[发明专利]一种辣椒遗传转化体系的制备方法

权利要求书

1.一种辣椒遗传转化体系的制备方法，其特征在于：所述制备方法包括：

预培养步骤：将辣椒外植体置于预培养基进行预培养，得到预培养外植体；

所述预培养基包括：在MS基本培养基的基础上，添加：吲哚乙酸至终浓度2-8mg/L，蔗糖至终浓度20-40 g/L，琼脂粉至终浓度5-10 g /L；

所述预培养步骤中，所述预培养的时间为3-4天；所述预培养的光照条件为弱光，在1800-2300LUX下，用薄纸覆盖培养器；所述预培养的温度为24-28℃；

侵染步骤：将所述预培养外植体于农杆菌侵染液中进行侵染，得到侵染后的外植体；

共培养步骤：将所述侵染后的外植体移入共培养基进行共培养，得到共培养外植体；

所述共培养基包括：在MS基本培养基的基础上，添加：6-苄氨基嘌呤至终浓度2-8mg/L，吲哚乙酸至终浓度2-8mg/L，蔗糖至终浓度20-40 g/L，琼脂粉至终浓度5-10 g /L；

所述共培养步骤中，所述共培养的时间为1-3天，温度为25℃，光照条件为黑暗；

芽分化步骤：将所述共培养外植体移入芽分化培养基进行芽分化培养，得到不定芽；

所述芽分化培养基包括：在MS基本培养基的基础上，添加：6-苄氨基嘌呤至终浓度2-8mg/L，吲哚乙酸至终浓度2-8mg/L，潮霉素至终浓度10-30 mg/L，头孢氨苄至终浓度0.1-0.3 mg/L，蔗糖至终浓度20-40 g/L，琼脂粉至终浓度5-10 g /L，2-异戊烯腺嘌呤至终浓度1.0-3.0mg/L，吲哚丁酸至终浓度1-3mg/L和酵母提取物，所述酵母提取物与MS基本培养基的质量百分比为0.1-0.4%；

所述芽分化步骤中，所述芽分化培养的时间为2-4周，温度为26-28℃，光照条件为每天16h光照8h黑暗，其间每5-7天更换一次培养基；

芽伸长培养步骤：将所述不定芽移入芽伸长培养基进行芽伸长培养，得到伸长芽；

所述芽伸长培养基包括：在MS基本培养基的基础上，添加：吲哚乙酸至终浓度2-8mg/L，潮霉素至终浓度20-40 mg/L，赤霉素至终浓度0.5-1.5mg/L，蔗糖至终浓度20-40 g/L，琼脂粉至终浓度5-10 g /L；

所述芽伸长培养步骤中，所述芽伸长培养的光照条件为1800-2300LUX，温度为24-28℃；

生根培养步骤：将所述伸长芽移入生根培养基进行生根培养，得到转基因再生植株；

所述生根培养基包括：在MS基本培养基的基础上，添加：吲哚乙酸至终浓度2-8mg/L，头孢氨苄至终浓度100-600mg/L，蔗糖至终浓度20-40 g/L，琼脂粉至终浓度5-10 g /L；

所述生根培养步骤中，所述生根培养的光照条件为1800-2300LUX，温度为24-28℃；

所述辣椒品种选自国福403。

2.根据权利要求1所述制备方法，其特征在于：所述农杆菌为根癌农杆菌；转入所述农杆菌的质粒载体为双元质粒载体。
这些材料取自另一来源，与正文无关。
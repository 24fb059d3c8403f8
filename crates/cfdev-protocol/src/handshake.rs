//! Fixed-size identity exchange that opens every connection.

use std::fmt;

use crate::DecodeError;

/// Length of the identity tag.
pub const IDENTITY_LEN: usize = 5;
/// Length of the reserved trailer.
pub const PADDING_LEN: usize = 40;
const VERSION_LEN: usize = 4;
/// Total length of a handshake frame.
pub const HANDSHAKE_LEN: usize = IDENTITY_LEN + VERSION_LEN + PADDING_LEN;

/// Protocol version spoken by both sides.
pub const PROTOCOL_VERSION: u32 = 22;
/// Identity tag sent by unprivileged clients.
pub const CLIENT_IDENTITY: [u8; IDENTITY_LEN] = *b"VMN3T";
/// Identity tag sent by the daemon.
pub const SERVER_IDENTITY: [u8; IDENTITY_LEN] = *b"CFD3V";

const SERVER_PADDING: [u8; PADDING_LEN] = *b"0123456789012345678901234567890123456789";

/// One side's half of the opening exchange.
#[derive(Clone, Copy, PartialEq, Eq)]
pub struct Handshake {
    identity: [u8; IDENTITY_LEN],
    version: u32,
    padding: [u8; PADDING_LEN],
}

impl Handshake {
    /// Builds a handshake from its raw parts.
    #[must_use]
    pub const fn new(
        identity: [u8; IDENTITY_LEN],
        version: u32,
        padding: [u8; PADDING_LEN],
    ) -> Self {
        Self {
            identity,
            version,
            padding,
        }
    }

    /// The handshake an unprivileged client opens with.
    #[must_use]
    pub const fn client() -> Self {
        Self::new(CLIENT_IDENTITY, PROTOCOL_VERSION, [0; PADDING_LEN])
    }

    /// The handshake the daemon always answers with.
    #[must_use]
    pub const fn server() -> Self {
        Self::new(SERVER_IDENTITY, PROTOCOL_VERSION, SERVER_PADDING)
    }

    /// Identity tag carried by this handshake.
    #[must_use]
    pub const fn identity(&self) -> [u8; IDENTITY_LEN] {
        self.identity
    }

    /// Protocol version carried by this handshake.
    #[must_use]
    pub const fn version(&self) -> u32 {
        self.version
    }

    /// Reserved trailer bytes.
    #[must_use]
    pub const fn padding(&self) -> [u8; PADDING_LEN] {
        self.padding
    }

    /// Whether the identity tag is the client tag.
    #[must_use]
    pub fn is_client(&self) -> bool {
        self.identity == CLIENT_IDENTITY
    }

    /// Whether the identity tag is the daemon tag.
    #[must_use]
    pub fn is_server(&self) -> bool {
        self.identity == SERVER_IDENTITY
    }

    /// Whether the version equals [`PROTOCOL_VERSION`].
    #[must_use]
    pub const fn version_matches(&self) -> bool {
        self.version == PROTOCOL_VERSION
    }

    /// Serialises the handshake into its 49 byte wire form.
    #[must_use]
    #[expect(
        clippy::little_endian_bytes,
        reason = "the handshake version is little-endian on the wire"
    )]
    pub fn encode(&self) -> [u8; HANDSHAKE_LEN] {
        let mut frame = [0_u8; HANDSHAKE_LEN];
        let (identity, rest) = frame.split_at_mut(IDENTITY_LEN);
        identity.copy_from_slice(&self.identity);
        let (version, padding) = rest.split_at_mut(VERSION_LEN);
        version.copy_from_slice(&self.version.to_le_bytes());
        padding.copy_from_slice(&self.padding);
        frame
    }

    /// Parses a handshake frame.
    ///
    /// Decoding never rejects a foreign tag or version; use
    /// [`Handshake::is_client`] and [`Handshake::version_matches`] to classify.
    ///
    /// # Errors
    ///
    /// Returns [`DecodeError::Length`] when `bytes` is not exactly
    /// [`HANDSHAKE_LEN`] bytes long.
    #[expect(
        clippy::little_endian_bytes,
        reason = "the handshake version is little-endian on the wire"
    )]
    pub fn decode(bytes: &[u8]) -> Result<Self, DecodeError> {
        let truncated = || DecodeError::length("handshake", HANDSHAKE_LEN, bytes.len());
        if bytes.len() != HANDSHAKE_LEN {
            return Err(truncated());
        }
        let (identity, rest) = bytes
            .split_first_chunk::<IDENTITY_LEN>()
            .ok_or_else(truncated)?;
        let (version, rest) = rest
            .split_first_chunk::<VERSION_LEN>()
            .ok_or_else(truncated)?;
        let (padding, _) = rest
            .split_first_chunk::<PADDING_LEN>()
            .ok_or_else(truncated)?;
        Ok(Self::new(*identity, u32::from_le_bytes(*version), *padding))
    }
}

impl fmt::Debug for Handshake {
    fn fmt(&self, formatter: &mut fmt::Formatter<'_>) -> fmt::Result {
        formatter
            .debug_struct("Handshake")
            .field("identity", &String::from_utf8_lossy(&self.identity))
            .field("version", &self.version)
            .finish_non_exhaustive()
    }
}
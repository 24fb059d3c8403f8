use std::fs::DirBuilder;
use std::io;

use camino::{Utf8Path, Utf8PathBuf};
use thiserror::Error;

/// Ensures the socket's parent directory exists.
///
/// The directory is created traversable by every local user because the
/// socket itself is world-writable: privilege checks happen per operation,
/// not per connection.
pub fn prepare_socket_directory(path: &Utf8Path) -> Result<(), SocketPreparationError> {
    let Some(parent) = path.parent().filter(|parent| !parent.as_str().is_empty()) else {
        return Err(SocketPreparationError::MissingParent {
            path: path.to_path_buf(),
        });
    };

    let mut builder = DirBuilder::new();
    builder.recursive(true);
    #[cfg(unix)]
    {
        use std::os::unix::fs::DirBuilderExt;
        builder.mode(0o755);
    }

    if let Err(source) = builder.create(parent.as_std_path())
        && source.kind() != io::ErrorKind::AlreadyExists
    {
        return Err(SocketPreparationError::CreateDirectory {
            path: parent.to_path_buf(),
            source,
        });
    }

    Ok(())
}

/// Errors raised when preparing socket directories.
#[derive(Debug, Error)]
pub enum SocketPreparationError {
    /// Parent directory is missing when creating a Unix socket path.
    #[error("socket path '{path}' has no parent directory")]
    MissingParent { path: Utf8PathBuf },
    /// Failed to create the socket directory.
    #[error("failed to create socket directory '{path}': {source}")]
    CreateDirectory {
        path: Utf8PathBuf,
        #[source]
        source: io::Error,
    },
}
//! Error types for connection dispatch failures.

use std::io;

use thiserror::Error;

use cfdev_protocol::{CommandCode, DecodeError};

/// Errors that end a connection before or instead of a reply.
#[derive(Debug, Error)]
pub enum DispatchError {
    /// The peer closed the connection inside the handshake.
    #[error("connection closed during handshake")]
    TruncatedHandshake,

    /// The peer closed the connection before sending a command byte.
    #[error("connection closed before a command was sent")]
    MissingCommand,

    /// The peer closed the connection inside a command payload.
    #[error("connection closed before the {code} payload was complete")]
    TruncatedPayload { code: CommandCode },

    /// A received frame could not be decoded.
    #[error("malformed frame: {0}")]
    Decode(#[from] DecodeError),

    /// The command code is not one the helper implements.
    #[error("unimplemented command code {code}")]
    Unimplemented { code: u8 },

    /// Reading from the connection failed.
    #[error("failed to read from connection: {0}")]
    Read(#[source] io::Error),

    /// Writing to the connection failed.
    #[error("failed to write to connection: {0}")]
    Write(#[source] io::Error),
}

impl DispatchError {
    /// Returns true when the peer simply went away.
    #[must_use]
    pub const fn is_disconnect(&self) -> bool {
        matches!(
            self,
            Self::TruncatedHandshake | Self::MissingCommand | Self::TruncatedPayload { .. }
        )
    }

    /// Maps a read failure, treating end-of-stream as `eof`.
    pub(crate) fn from_read(error: io::Error, eof: Self) -> Self {
        if error.kind() == io::ErrorKind::UnexpectedEof {
            eof
        } else {
            Self::Read(error)
        }
    }
}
3.根据权利要求2所述制备方法，其特征在于：所述农杆菌为LBA4404 菌株；转入所述农杆菌的质粒载体为pCAMBIA1302质粒载体。

4.根据权利要求1所述制备方法，其特征在于：所述外植体为辣椒子叶。

5.根据权利要求1所述制备方法，其特征在于：所述预培养步骤中，所述预培养的时间为4天；光照条件为弱光，在2000LUX下，用薄纸覆盖培养器；温度为25℃。

6.根据权利要求1所述制备方法，其特征在于：所述预培养基包括：在MS基本培养基的基础上，添加：吲哚乙酸至终浓度5 mg/L，蔗糖至终浓度30 g/L，琼脂粉至终浓度8 g /L。
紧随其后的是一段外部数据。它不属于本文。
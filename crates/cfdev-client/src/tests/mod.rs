//! Behavioural tests for the helper client.

mod support;
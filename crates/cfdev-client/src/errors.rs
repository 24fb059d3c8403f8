//! Error types returned by the helper client.

use std::io;
use std::process::ExitStatus;

use camino::Utf8PathBuf;
use thiserror::Error;

use cfdev_protocol::{BindStatus, CommandCode, DecodeError};

/// Failures while talking to the privileged helper.
#[derive(Debug, Error)]
pub enum ClientError {
    /// The helper socket could not be reached.
    #[error("failed to connect to cfdevd at {socket}: {source}")]
    Connect {
        /// Socket the client dialled.
        socket: Utf8PathBuf,
        /// Underlying connect failure.
        #[source]
        source: io::Error,
    },
    /// Writing the client handshake failed.
    #[error("failed to send handshake: {0}")]
    SendHandshake(#[source] io::Error),
    /// The helper closed or stalled before its handshake arrived.
    #[error("failed to read handshake: {0}")]
    ReadHandshake(#[source] io::Error),
    /// The handshake bytes could not be decoded.
    #[error("malformed handshake: {0}")]
    MalformedHandshake(#[from] DecodeError),
    /// The peer answered with an identity other than the helper's.
    #[error("peer identified itself as {identity:?}, not cfdevd")]
    ForeignPeer {
        /// Identity tag the peer sent, lossily decoded.
        identity: String,
    },
    /// Writing the command frame failed.
    #[error("failed to send {command} command: {source}")]
    SendCommand {
        /// Command being sent.
        command: CommandCode,
        /// Underlying write failure.
        #[source]
        source: io::Error,
    },
    /// Reading the reply to a command failed.
    #[error("failed to read {command} reply: {source}")]
    ReadReply {
        /// Command whose reply was expected.
        command: CommandCode,
        /// Underlying read failure.
        #[source]
        source: io::Error,
    },
    /// A successful bind reply arrived without a listener descriptor.
    #[error("bind reply carried no file descriptor")]
    MissingDescriptor,
    /// The helper could not bind the requested address.
    #[error("bind failed: {0}")]
    Bind(BindStatus),
    /// The helper reported failure for an alias or uninstall command.
    #[error("{command} failed on the helper")]
    CommandFailed {
        /// Command that failed.
        command: CommandCode,
    },
}

/// Failures while elevating the helper's own installer.
#[derive(Debug, Error)]
pub enum InstallationError {
    /// The privilege-escalation tool could not be started.
    #[error("failed to launch {program}: {source}")]
    Spawn {
        /// Program that failed to start.
        program: String,
        /// Underlying spawn failure.
        #[source]
        source: io::Error,
    },
    /// The installer ran but exited unsuccessfully.
    #[error("installer exited with {status}")]
    Failed {
        /// Exit status of the installer.
        status: ExitStatus,
    },
}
7.根据权利要求1所述制备方法，其特征在于：所述侵染步骤中，所述农杆菌侵染液的制备方法包括：将含有质粒载体的单菌落接种于LB液体培养基，再培养至OD₆₀₀值为0.4-0.6，之后进行离心处理保留沉淀物，再向所述沉淀物中加入1/2MS液体培养基并混匀，得到所述农杆菌侵染液。